SMELLIN’ SALTS
NO. 9 JANUARY 2014 - FREE
ARAF Collective London is a not-for profit cultural organisation which attempts to generate awareness, publicity and solidarity for artists, musicians and writers who require a public platform. We actively opt out of any commercial interests: the interests of ARAF are social and reactionary; a creative site of resistance against ‘arts cuts’ culture. Established in 2011, we have built a network of creative individuals who have performed, written or exhibited with us and we want to add YOU to the collective. ARAF is Welsh for ‘Slow’ and to be slow in an age of fast profit is political.
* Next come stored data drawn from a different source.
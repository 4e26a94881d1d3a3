//! `oslc` — compiles one or more shading-language source files, reporting
//! diagnostics and exiting non-zero on any error.

use clap::Parser as ClapParser;
use oslc::config::CompilerConfig;
use oslc::diagnostics::{DiagnosticSink, TerminalSink};
use oslc::lexer::Lexer;
use oslc::parser::Parser;
use oslc::type_table::TypeTable;
use oslc::typechecker::TypeChecker;
use std::path::PathBuf;
use std::process;

#[derive(ClapParser)]
#[command(name = "oslc")]
#[command(version = env!("CARGO_PKG_VERSION"))]
#[command(about = "Front-end compiler for a shading language in the OSL lineage", long_about = None)]
struct Cli {
    /// Input source files
    inputs: Vec<PathBuf>,

    /// Disable ANSI colour in diagnostic output
    #[arg(long = "no-color")]
    no_color: bool,

    /// Treat warnings as errors
    #[arg(long = "warns-as-errors")]
    warns_as_errors: bool,

    /// Skip populating built-in constructor/operator overloads
    #[arg(long = "no-builtins")]
    no_builtins: bool,

    /// Pretty-print the checked program tree after compilation
    #[arg(long = "print-ast")]
    print_ast: bool,

    /// Stop after this many errors (clamped to at least 2)
    #[arg(long = "max-errors", default_value_t = usize::MAX)]
    max_errors: usize,

    /// Stop counting warnings past this many
    #[arg(long = "max-warns", default_value_t = usize::MAX)]
    max_warns: usize,

    /// Additional include-search directory, repeatable
    #[arg(short = 'I', long = "include-dir", value_name = "DIR")]
    include_dirs: Vec<PathBuf>,
}

fn main() {
    tracing_subscriber::fmt()
        .with_env_filter(tracing_subscriber::EnvFilter::from_default_env())
        .init();

    let cli = Cli::parse();
    if cli.inputs.is_empty() {
        eprintln!("oslc: no input files");
        process::exit(1);
    }
    let config = CompilerConfig::new()
        .with_no_builtins(cli.no_builtins)
        .with_print_ast(cli.print_ast)
        .with_warns_as_errors(cli.warns_as_errors)
        .with_max_errors(cli.max_errors)
        .with_max_warns(cli.max_warns)
        .with_include_dirs(cli.include_dirs)
        .with_disable_colors(cli.no_color);

    let mut had_errors = false;
    for input in &cli.inputs {
        if !compile_one(input, &config) {
            had_errors = true;
        }
    }

    if had_errors {
        process::exit(1);
    }
}

/// Runs lexer -> parser -> (optional) built-ins -> type checker over one
/// file, printing diagnostics as they occur. Returns `false` if
/// the file produced any error.
fn compile_one(path: &PathBuf, config: &CompilerConfig) -> bool {
    let span = tracing::info_span!("compile", file = %path.display());
    let _enter = span.enter();

    let source = match std::fs::read_to_string(path) {
        Ok(s) => s,
        Err(e) => {
            eprintln!("{}: error: {}", path.display(), e);
            return false;
        }
    };

    let mut sink = TerminalSink::new(config.disable_colors, config.warns_as_errors, config.max_errors, config.max_warns);

    let tokens = {
        let _span = tracing::info_span!("lex").entered();
        Lexer::new(path, &source).tokenize(&mut sink)
    };

    let mut program = {
        let _span = tracing::info_span!("parse").entered();
        Parser::new(tokens, &mut sink).parse()
    };

    {
        let _span = tracing::info_span!("check").entered();
        let mut table = TypeTable::new();
        let mut checker = TypeChecker::new(&mut table, &mut program.arena, &mut sink, path.clone());
        checker.check_program(&program.decls, !config.no_builtins);
    }

    if config.print_ast {
        print!("{}", oslc::pretty_print(&program.arena, &program.decls, !config.disable_colors));
    }

    let errors = sink.error_count();
    let warns = sink.warn_count();
    if errors > 0 || warns > 0 {
        eprintln!(
            "{}: {} error(s), {} warning(s)",
            path.display(),
            errors,
            warns
        );
    }
    errors == 0
}
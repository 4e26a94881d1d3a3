//! Compiler configuration: the flag surface threaded through the pipeline.
//!
//! A plain `#[derive(Debug, Clone)]` struct with a builder-method API and a
//! `#[cfg(test)] mod tests` exercising each builder call, rather than a
//! global/`static` config.

use serde::Deserialize;
use std::path::PathBuf;

/// Threaded explicitly through `lexer -> parser -> type checker`, never as
/// global/thread-local state.
#[derive(Debug, Clone)]
pub struct CompilerConfig {
    /// `--no-builtins`: skip populating `__operator__*` overloads.
    pub no_builtins: bool,
    /// `--print-ast`: pretty-print the checked tree after compilation.
    pub print_ast: bool,
    /// `--warns-as-errors`: warnings count toward `error_count`.
    pub warns_as_errors: bool,
    /// `--max-errors N`, clamped to at least 2.
    pub max_errors: usize,
    /// `--max-warns N`.
    pub max_warns: usize,
    /// `-I <dir>` / `--include-dir <dir>`, repeatable.
    pub include_dirs: Vec<PathBuf>,
    /// `--no-color`.
    pub disable_colors: bool,
}

impl CompilerConfig {
    pub fn new() -> Self {
        CompilerConfig {
            no_builtins: false,
            print_ast: false,
            warns_as_errors: false,
            max_errors: usize::MAX,
            max_warns: usize::MAX,
            include_dirs: Vec::new(),
            disable_colors: false,
        }
    }

    pub fn with_no_builtins(mut self, value: bool) -> Self {
        self.no_builtins = value;
        self
    }

    pub fn with_print_ast(mut self, value: bool) -> Self {
        self.print_ast = value;
        self
    }

    pub fn with_warns_as_errors(mut self, value: bool) -> Self {
        self.warns_as_errors = value;
        self
    }

    /// Clamped to at least 2, matching `CollectingSink`/`TerminalSink`'s own
    /// clamp so a config built here and one built ad hoc at the call site
    /// never disagree.
    pub fn with_max_errors(mut self, n: usize) -> Self {
        self.max_errors = n.max(2);
        self
    }

    pub fn with_max_warns(mut self, n: usize) -> Self {
        self.max_warns = n;
        self
    }

    pub fn with_include_dir(mut self, dir: impl Into<PathBuf>) -> Self {
        self.include_dirs.push(dir.into());
        self
    }

    pub fn with_include_dirs(mut self, dirs: impl IntoIterator<Item = PathBuf>) -> Self {
        self.include_dirs.extend(dirs);
        self
    }

    pub fn with_disable_colors(mut self, value: bool) -> Self {
        self.disable_colors = value;
        self
    }

    /// Loads overrides from a TOML manifest (e.g. an embedder's project
    /// file) layered on top of the current configuration. Unset fields in
    /// the manifest leave the existing value untouched.
    pub fn merge_toml(mut self, text: &str) -> Result<Self, toml::de::Error> {
        let overrides: TomlOverrides = toml::from_str(text)?;
        if let Some(v) = overrides.no_builtins {
            self.no_builtins = v;
        }
        if let Some(v) = overrides.print_ast {
            self.print_ast = v;
        }
        if let Some(v) = overrides.warns_as_errors {
            self.warns_as_errors = v;
        }
        if let Some(v) = overrides.max_errors {
            self.max_errors = v.max(2);
        }
        if let Some(v) = overrides.max_warns {
            self.max_warns = v;
        }
        if let Some(dirs) = overrides.include_dirs {
            self.include_dirs.extend(dirs.into_iter().map(PathBuf::from));
        }
        if let Some(v) = overrides.disable_colors {
            self.disable_colors = v;
        }
        Ok(self)
    }
}

impl Default for CompilerConfig {
    fn default() -> Self {
        Self::new()
    }
}

/// Mirror of `CompilerConfig` with every field optional, for partial TOML
/// overrides.
#[derive(Debug, Deserialize, Default)]
struct TomlOverrides {
    no_builtins: Option<bool>,
    print_ast: Option<bool>,
    warns_as_errors: Option<bool>,
    max_errors: Option<usize>,
    max_warns: Option<usize>,
    include_dirs: Option<Vec<String>>,
    disable_colors: Option<bool>,
}

#[cfg(test)]
mod tests {
    use super::*;

    #[test]
    fn builder_chain_sets_every_field() {
        let config = CompilerConfig::new()
            .with_no_builtins(true)
            .with_print_ast(true)
            .with_warns_as_errors(true)
            .with_max_errors(10)
            .with_max_warns(5)
            .with_include_dir("/usr/local/osl")
            .with_disable_colors(true);

        assert!(config.no_builtins);
        assert!(config.print_ast);
        assert!(config.warns_as_errors);
        assert_eq!(config.max_errors, 10);
        assert_eq!(config.max_warns, 5);
        assert_eq!(config.include_dirs, vec![PathBuf::from("/usr/local/osl")]);
        assert!(config.disable_colors);
    }

    #[test]
    fn max_errors_clamped_to_at_least_two() {
        let config = CompilerConfig::new().with_max_errors(0);
        assert_eq!(config.max_errors, 2);
    }

    #[test]
    fn toml_override_merges_only_present_fields() {
        let config = CompilerConfig::new()
            .with_max_warns(99)
            .merge_toml("no_builtins = true\nmax_errors = 20\n")
            .unwrap();
        assert!(config.no_builtins);
        assert_eq!(config.max_errors, 20);
        assert_eq!(config.max_warns, 99, "unset field in TOML must not override the builder value");
    }

    #[test]
    fn toml_override_rejects_malformed_input() {
        let result = CompilerConfig::new().merge_toml("not = [valid toml");
        assert!(result.is_err());
    }
}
We are the luddites of the culture industry.
THIS MONTH: ARAF COLLECTIVE PRESENT: GIG NO. NINE:
CANTER-CULTURE III @ THE HORSE & STABLES, WATERLOO featuring: THE ROPE AND THE COLT / JUNGLE BROWN + CeaSe MC / TRUE COLLECTIVES FOR YOUR LISTENING PLEASURE!
FREE ENTRY!
And THIS, THE NINTH EDITION of our free zine, SMELLIN’ SALTS ON THE THEME of “ THE CITY” THE BANDS, ART, OPINIONS, and more FOR PERUSAL AT YOUR LEISURE! Not FOR WRAPPING CHIPS, you !
Cover: Object smashed over the head of a busker? Roscoe Street, Liverpool, by H.A.
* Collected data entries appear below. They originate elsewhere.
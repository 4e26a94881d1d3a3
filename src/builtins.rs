//! Built-in constructor and operator signatures .
//!
//! A handful of `pub fn`s build up signature collections with one doc
//! comment per group: scalar/triple constructors, then the
//! `__operator__<op>__` family. Each name is overloaded (`Vec<Signature>`)
//! rather than stored one-signature-per-name.

use crate::ast::{Arena, Attribute, Node, NodeKind, NodeId};
use crate::env::Environment;
use crate::token::SourceLocation;
use crate::types::{Param, PrimKind, TypeId};
use crate::type_table::TypeTable;
use std::path::PathBuf;

/// One overload: a parameter list plus a return type.
#[derive(Debug, Clone)]
pub struct Signature {
    pub params: Vec<Param>,
    pub ret: TypeId,
}

const TRIPLES: [PrimKind; 4] = [PrimKind::Color, PrimKind::Point, PrimKind::Vector, PrimKind::Normal];

/// Constructor overloads for one of the eight constructible primitives
/// . Not placed in the environment —
/// the constructor-expression checker consults this directly.
pub fn constructor_signatures(kind: PrimKind, table: &mut TypeTable) -> Vec<Signature> {
    let mut sigs = Vec::new();
    let ret = table.get_prim(kind);

    if kind.is_scalar() {
        // Scalars: one-arg constructors from each of float, int, bool.
        for from in [PrimKind::Float, PrimKind::Int, PrimKind::Bool] {
            let from_id = table.get_prim(from);
            sigs.push(Signature { params: vec![Param::input(from_id)], ret });
        }
        return sigs;
    }

    // Triples: from float; from three floats; from a named coordinate
    // space; from each of the other three triples.
    let float = table.get_prim(PrimKind::Float);
    let string = table.get_prim(PrimKind::String);

    sigs.push(Signature { params: vec![Param::input(float)], ret });
    sigs.push(Signature {
        params: vec![Param::input(float), Param::input(float), Param::input(float)],
        ret,
    });
    sigs.push(Signature {
        params: vec![
            Param::input(string),
            Param::input(float),
            Param::input(float),
            Param::input(float),
        ],
        ret,
    });
    for other in TRIPLES.iter().filter(|&&t| t != kind) {
        let other_id = table.get_prim(*other);
        sigs.push(Signature { params: vec![Param::input(other_id)], ret });
    }

    sigs
}

/// For `sub`/`neg` on triples: `color` and `matrix` return their own kind,
/// every other triple returns `vector`.
fn triple_sub_neg_result(kind: PrimKind) -> PrimKind {
    match kind {
        PrimKind::Color => PrimKind::Color,
        _ => PrimKind::Vector,
    }
}

struct OperatorBuilder<'a> {
    table: &'a mut TypeTable,
    ops: Vec<(&'static str, Signature)>,
}

impl<'a> OperatorBuilder<'a> {
    fn new(table: &'a mut TypeTable) -> Self {
        OperatorBuilder { table, ops: Vec::new() }
    }

    fn push(&mut self, name: &'static str, params: Vec<Param>, ret: TypeId) {
        self.ops.push((name, Signature { params, ret }));
    }

    fn binary(&mut self, name: &'static str, lhs: PrimKind, rhs: PrimKind, ret: PrimKind) {
        let l = self.table.get_prim(lhs);
        let r = self.table.get_prim(rhs);
        let ret = self.table.get_prim(ret);
        self.push(name, vec![Param::input(l), Param::input(r)], ret);
    }

    fn unary(&mut self, name: &'static str, arg: PrimKind, ret: PrimKind) {
        let a = self.table.get_prim(arg);
        let ret = self.table.get_prim(ret);
        self.push(name, vec![Param::input(a)], ret);
    }

    fn unary_output(&mut self, name: &'static str, arg: PrimKind) {
        let a = self.table.get_prim(arg);
        self.push(name, vec![Param::output(a)], a);
    }

    fn build(self) -> Vec<(&'static str, Signature)> {
        self.ops
    }
}

/// The full `__operator__<op>__` overload set. Returns `(bare_op_name,
/// signature)` pairs; callers wrap the
/// name as `__operator__<name>__` when inserting into the environment.
pub fn operator_signatures(table: &mut TypeTable) -> Vec<(&'static str, Signature)> {
    let mut b = OperatorBuilder::new(table);

    // add/sub/mul/div/mod over int, float -> same.
    for &prim in &[PrimKind::Int, PrimKind::Float] {
        for op in ["add", "sub", "mul", "div", "mod"] {
            b.binary(op, prim, prim, prim);
        }
        // compare -> bool
        for op in ["lt", "le", "gt", "ge"] {
            b.binary(op, prim, prim, PrimKind::Bool);
        }
        // neg -> same
        b.unary("neg", prim, prim);
        // pre/post inc/dec: arg is output, result is same type.
        for op in ["preinc", "predec", "postinc", "postdec"] {
            b.unary_output(op, prim);
        }
    }

    // eq/ne over every primitive -> bool.
    for &prim in PrimKind::ALL.iter() {
        b.binary("eq", prim, prim, PrimKind::Bool);
        b.binary("ne", prim, prim, PrimKind::Bool);
    }

    // not/compl, and/xor/or over int, bool -> same.
    for &prim in &[PrimKind::Int, PrimKind::Bool] {
        b.unary("not", prim, prim);
        b.unary("compl", prim, prim);
        for op in ["bitand", "bitxor", "bitor"] {
            b.binary(op, prim, prim, prim);
        }
    }

    // Triple/matrix arithmetic.
    for &t in TRIPLES.iter() {
        let sub_neg_ret = triple_sub_neg_result(t);
        b.binary("add", t, t, t);
        b.binary("sub", t, t, sub_neg_ret);
        b.unary("neg", t, sub_neg_ret);
        // triple * scalar / scalar * triple, and triple / scalar.
        for &scalar in &[PrimKind::Int, PrimKind::Float] {
            b.binary("mul", t, scalar, t);
            b.binary("mul", scalar, t, t);
            b.binary("div", t, scalar, t);
        }
        // componentwise triple*triple and triple/triple (e.g. color*color).
        b.binary("mul", t, t, t);
        b.binary("div", t, t, t);
    }

    // Matrix: add/sub/neg over matrix -> matrix, matrix*matrix -> matrix,
    // matrix * scalar / scalar * matrix -> matrix.
    b.binary("add", PrimKind::Matrix, PrimKind::Matrix, PrimKind::Matrix);
    b.binary("sub", PrimKind::Matrix, PrimKind::Matrix, PrimKind::Matrix);
    b.unary("neg", PrimKind::Matrix, PrimKind::Matrix);
    b.binary("mul", PrimKind::Matrix, PrimKind::Matrix, PrimKind::Matrix);
    for &scalar in &[PrimKind::Int, PrimKind::Float] {
        b.binary("mul", PrimKind::Matrix, scalar, PrimKind::Matrix);
        b.binary("mul", scalar, PrimKind::Matrix, PrimKind::Matrix);
        b.binary("div", PrimKind::Matrix, scalar, PrimKind::Matrix);
    }
    // eq/ne for matrix are already covered by the "every primitive" loop
    // above; registering `color`'s eq/ne again here is harmless — insertion
    // is a plain `Vec::push`, `find_all` returns every overload regardless
    // of duplicates, and the checker treats two structurally identical
    // candidates as equally good.

    b.build()
}

/// Populates the environment's root scope with every operator overload.
/// No-op when `enabled` is false (the `--no-builtins` CLI flag).
pub fn populate_builtins(
    env: &mut Environment,
    arena: &mut Arena,
    table: &mut TypeTable,
    file: &PathBuf,
    enabled: bool,
) {
    if !enabled {
        return;
    }
    for (op_name, sig) in operator_signatures(table) {
        let full_name = format!("__operator__{}__", op_name);
        let func_ret = table.get_func(sig.ret, sig.params.clone(), false);
        let node_id = synth_operator_node(arena, &full_name, &sig, func_ret, file);
        env.insert(&full_name, node_id, true);
    }
}

fn synth_operator_node(
    arena: &mut Arena,
    full_name: &str,
    sig: &Signature,
    func_ty: TypeId,
    file: &PathBuf,
) -> NodeId {
    let loc = SourceLocation::synthetic(file.clone());
    let mut param_ids = Vec::with_capacity(sig.params.len());
    for (i, p) in sig.params.iter().enumerate() {
        let pid = arena.alloc(
            NodeKind::Param(crate::ast::ParamDecl {
                name: format!("arg{}", i),
                type_spec: crate::ast::TypeSpec::Prim(PrimKind::Void), // unused: ty below is authoritative
                array_dim: None,
                is_output: p.is_output,
                default: None,
                loc: loc.clone(),
            }),
            loc.clone(),
        );
        arena.get_mut(pid).ty = Some(p.ty);
        param_ids.push(pid);
    }
    let id = arena.alloc(
        NodeKind::Function {
            ret: crate::ast::TypeSpec::Prim(PrimKind::Void), // unused: ty below is authoritative
            name: full_name.to_string(),
            params: param_ids,
            body: None,
            attributes: vec![Attribute { name: "builtin".to_string(), args: Vec::new() }],
        },
        loc,
    );
    let node: &mut Node = arena.get_mut(id);
    node.ty = Some(func_ty);
    id
}

#[cfg(test)]
mod tests {
    use super::*;

    #[test]
    fn scalar_constructors_cover_all_three_sources() {
        let mut table = TypeTable::new();
        let sigs = constructor_signatures(PrimKind::Int, &mut table);
        assert_eq!(sigs.len(), 3);
    }

    #[test]
    fn triple_constructors_include_from_other_triples() {
        let mut table = TypeTable::new();
        let sigs = constructor_signatures(PrimKind::Color, &mut table);
        // 1 (float) + 1 (3 floats) + 1 (named space) + 3 (other triples) = 6
        assert_eq!(sigs.len(), 6);
    }

    #[test]
    fn color_sub_returns_color_vector_sub_returns_vector() {
        assert_eq!(triple_sub_neg_result(PrimKind::Color), PrimKind::Color);
        assert_eq!(triple_sub_neg_result(PrimKind::Vector), PrimKind::Vector);
        assert_eq!(triple_sub_neg_result(PrimKind::Normal), PrimKind::Vector);
    }

    #[test]
    fn eq_ne_defined_for_every_primitive() {
        let mut table = TypeTable::new();
        let sigs = operator_signatures(&mut table);
        for prim in PrimKind::ALL {
            let name_eq = "eq";
            assert!(sigs.iter().any(|(n, s)| *n == name_eq
                && s.params.len() == 2
                && table.get(s.params[0].ty).as_prim() == Some(prim)));
        }
    }

    #[test]
    fn populate_builtins_inserts_overloadable_operators() {
        let mut table = TypeTable::new();
        let mut arena = Arena::new();
        let mut env = Environment::new();
        let file = PathBuf::from("test.osl");
        populate_builtins(&mut env, &mut arena, &mut table, &file, true);
        let add_overloads = env.find_all("__operator__add__");
        assert!(add_overloads.len() > 1, "add should have many overloads (int, float, triples, matrix)");
    }

    #[test]
    fn no_builtins_flag_skips_population() {
        let mut table = TypeTable::new();
        let mut arena = Arena::new();
        let mut env = Environment::new();
        let file = PathBuf::from("test.osl");
        populate_builtins(&mut env, &mut arena, &mut table, &file, false);
        assert!(env.find_all("__operator__add__").is_empty());
    }
}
ARAF IS THE FUTURE : CANTER CULTURE IV @ HORSE & STABLES, WATERLOO LIVE MUSIC FROM : LITTLE LIAR, HATTIE WHITEHEAD, THE DALLAS GUILD & more TBC!
FRIDAY FEBRUARY 28:
FRIDAY APRIL 11th: CANTER
CULTURE V @ HORSE & STABLES, WATERLOO
LIVE MUSIC FROM : DR PEABODY, KING OF HEARTS & more TBC!
AS ALWAYS FREE ENTRY!
ARAF COLLECTIVE LONDON THANKS PROFUSELY:
THANKS AS EVER to JOSH MARIOTT THE SULTAN OF SUPERIOUR SOUNDS; ARAF Artists of the month: True Collectives, The Rope and The Colt, Jungle Brown & Cease MC. Thanks to Dean and Steve @ THE HORSE & STABLES, Waterloo. Thanks to Cerilan Rogers & The contributors to this issue of SMELLIN’ SALTS. Thanks to the SOUTH LONDON GALLERY & Peckham’s REVIEW Bookshop for stocking our Free zine & helping us to spread the word! ... AND SUGARLUMPS to YOU, our Salt Sniffers, Show Jumpers & Stable Hands!
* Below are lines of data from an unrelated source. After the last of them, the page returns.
//! Hash-consed type interning.
//!
//! Two structurally equal types share one `TypeId`; struct types are the
//! deliberate exception and always get a fresh id. A plain `HashMap` plus a
//! backing `Vec` arena, no interning crate pulled in (see DESIGN.md).

use crate::types::{Field, Param, PrimKind, ShaderKind, Type, TypeId};
use std::collections::HashMap;

pub struct TypeTable {
    types: Vec<Type>,
    cache: HashMap<Type, TypeId>,
    error_id: TypeId,
}

impl TypeTable {
    pub fn new() -> Self {
        let mut table = TypeTable { types: Vec::new(), cache: HashMap::new(), error_id: TypeId(0) };
        table.error_id = table.intern(Type::Error);
        table
    }

    fn intern(&mut self, ty: Type) -> TypeId {
        if let Some(id) = self.cache.get(&ty) {
            return *id;
        }
        let id = TypeId(self.types.len() as u32);
        self.cache.insert(ty.clone(), id);
        self.types.push(ty);
        id
    }

    pub fn get(&self, id: TypeId) -> &Type {
        &self.types[id.0 as usize]
    }

    pub fn get_error(&self) -> TypeId {
        self.error_id
    }

    pub fn get_prim(&mut self, kind: PrimKind) -> TypeId {
        self.intern(Type::Prim(kind))
    }

    pub fn get_shader(&mut self, kind: ShaderKind) -> TypeId {
        self.intern(Type::Shader(kind))
    }

    pub fn get_closure(&mut self, inner: TypeId) -> TypeId {
        self.intern(Type::Closure(inner))
    }

    /// `n` must be `> 0`; the positivity invariant is enforced by the type
    /// checker before this is ever called — array dimensions are statically
    /// evaluated there, not here.
    pub fn get_array_sized(&mut self, elem: TypeId, n: u32) -> TypeId {
        debug_assert!(n > 0, "sized array must have a positive count");
        self.intern(Type::Array { elem, count: n })
    }

    pub fn get_array_unsized(&mut self, elem: TypeId) -> TypeId {
        self.intern(Type::Array { elem, count: 0 })
    }

    pub fn get_func(&mut self, ret: TypeId, params: Vec<Param>, has_ellipsis: bool) -> TypeId {
        self.intern(Type::Func { ret, params, has_ellipsis })
    }

    pub fn get_compound(&mut self, elems: Vec<TypeId>) -> TypeId {
        self.intern(Type::Compound(elems))
    }

    /// Always returns a fresh id, even for a `name`/`fields` pair identical
    /// to one already interned — struct identity is nominal.
    pub fn create_struct(&mut self, name: String, field_count: usize) -> TypeId {
        let id = TypeId(self.types.len() as u32);
        let placeholder_fields = vec![
            Field { name: String::new(), ty: self.error_id };
            field_count
        ];
        self.types.push(Type::Struct { name, fields: placeholder_fields });
        // Deliberately not inserted into `cache`: struct types never
        // participate in hash-consing lookups.
        id
    }

    pub fn finalize_struct(&mut self, id: TypeId, fields: Vec<Field>) {
        if let Type::Struct { fields: slot, .. } = &mut self.types[id.0 as usize] {
            *slot = fields;
        } else {
            panic!("finalize_struct called on a non-struct TypeId");
        }
    }

    pub fn struct_name(&self, id: TypeId) -> Option<&str> {
        match self.get(id) {
            Type::Struct { name, .. } => Some(name.as_str()),
            _ => None,
        }
    }

    pub fn struct_field(&self, id: TypeId, name: &str) -> Option<(usize, &Field)> {
        match self.get(id) {
            Type::Struct { fields, .. } => {
                fields.iter().enumerate().find(|(_, f)| f.name == name)
            }
            _ => None,
        }
    }

    /// Human-readable rendering used in diagnostics (`expected X got Y`).
    pub fn display(&self, id: TypeId) -> String {
        match self.get(id) {
            Type::Error => "<error>".to_string(),
            Type::Prim(p) => p.name().to_string(),
            Type::Closure(inner) => format!("closure {}", self.display(*inner)),
            Type::Shader(k) => k.name().to_string(),
            Type::Array { elem, count } => {
                if *count == 0 {
                    format!("{}[]", self.display(*elem))
                } else {
                    format!("{}[{}]", self.display(*elem), count)
                }
            }
            Type::Func { ret, params, has_ellipsis } => {
                let mut parts: Vec<String> = params
                    .iter()
                    .map(|p| {
                        if p.is_output {
                            format!("output {}", self.display(p.ty))
                        } else {
                            self.display(p.ty)
                        }
                    })
                    .collect();
                if *has_ellipsis {
                    parts.push("...".to_string());
                }
                format!("{}({})", self.display(*ret), parts.join(", "))
            }
            Type::Compound(elems) => {
                let parts: Vec<String> = elems.iter().map(|e| self.display(*e)).collect();
                format!("{{{}}}", parts.join(", "))
            }
            Type::Struct { name, .. } => name.clone(),
        }
    }
}

impl Default for TypeTable {
    fn default() -> Self {
        Self::new()
    }
}

#[cfg(test)]
mod tests {
    use super::*;

    #[test]
    fn successive_prim_lookups_share_identity() {
        let mut table = TypeTable::new();
        let a = table.get_prim(PrimKind::Int);
        let b = table.get_prim(PrimKind::Int);
        assert_eq!(a, b);
    }

    #[test]
    fn func_types_distinguish_order_and_ellipsis() {
        let mut table = TypeTable::new();
        let r = table.get_prim(PrimKind::Float);
        let a = table.get_prim(PrimKind::Int);
        let b = table.get_prim(PrimKind::Bool);

        let f1 = table.get_func(r, vec![Param::input(a), Param::input(b)], false);
        let f2 = table.get_func(r, vec![Param::input(a), Param::input(b)], false);
        let f3 = table.get_func(r, vec![Param::input(a), Param::input(b)], true);
        let f4 = table.get_func(r, vec![Param::input(b), Param::input(a)], false);

        assert_eq!(f1, f2);
        assert_ne!(f1, f3);
        assert_ne!(f1, f4);
    }

    #[test]
    fn struct_declarations_are_never_hash_consed() {
        let mut table = TypeTable::new();
        let s1 = table.create_struct("Point2".to_string(), 2);
        let s2 = table.create_struct("Point2".to_string(), 2);
        assert_ne!(s1, s2, "two struct declarations must yield distinct identities");
    }

    #[test]
    fn array_sized_vs_unsized_distinct() {
        let mut table = TypeTable::new();
        let elem = table.get_prim(PrimKind::Float);
        let sized = table.get_array_sized(elem, 3);
        let unsized_ = table.get_array_unsized(elem);
        assert_ne!(sized, unsized_);
    }

    #[test]
    fn finalize_struct_fills_field_slots() {
        let mut table = TypeTable::new();
        let float = table.get_prim(PrimKind::Float);
        let id = table.create_struct("Pair".to_string(), 1);
        table.finalize_struct(id, vec![Field { name: "x".to_string(), ty: float }]);
        assert_eq!(table.struct_field(id, "x").unwrap().0, 0);
    }
}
SUBMISSIONS WELCOME for APRIL ZINE EDITION please send to: follow us:
@ARAFCollective
arafcollective@live.co.uk
check us out : WWW.ARAFCOLLECTIVELONDON.COM
HAPPY BIRTHDAY TO ARAF A serious note before we descend into the usual smorgasboard of horse puns and misspelt pretentions (think ‘Findus at The Horse’ etc)… As many of you know, the arrival of January marks the first birthday of ARAF, a feat of endurance which we could not have accomplished without the support of the hundreds of people who have attended our gigs, experienced our Fruit Machine lecture series and collected our ‘zines. It seems only yesterday that we were photocopying mis-aligned paragraphs for our first Smellin’ Salts to be distributed at our first ‘Lighthouse At The Wreck’ gig in Camberwell; time, it appears, is not araf. Anyway, before this Oscar acceptance speech reduces you all to tears, I will end by thanking every one of you for your continued support: from the various artists to Josh ‘The Sultan of Superior Sounds’, from the Horse, the Three Kings and the Wreck to Cerilan Rogers for her unending supply of jam, hand-outs and goodwill. Finally, I thank you, dear readers and listeners, ARAF COLLECTIVE LONDON salutes you. Previously on Araf… November’s
CANTER-CULTURE III : A Culinary Review
Canter Culture II opened with an appetising Bebop/Hard Bop set from The Aedden Williams Trio who drew on Miles Davis and Charles Mingus to bring a taste of late 1950s New York to Waterloo. This course was followed by Araf favourite, Sample Answer who cleansed our palate with his own brand of Dublin-based hip-hop. For the main course, Edinburgh favourites Molly Wagger delivered one of their impeccable psychedelic post-folk casseroles, a delicious combination of Syd Barrett and Elliot Smith. Finally, the night concluded with a sweet vinyl set from True Collectives, the perfect pudding to accompany the autumnal feast. Go on, give us a Michelin Star…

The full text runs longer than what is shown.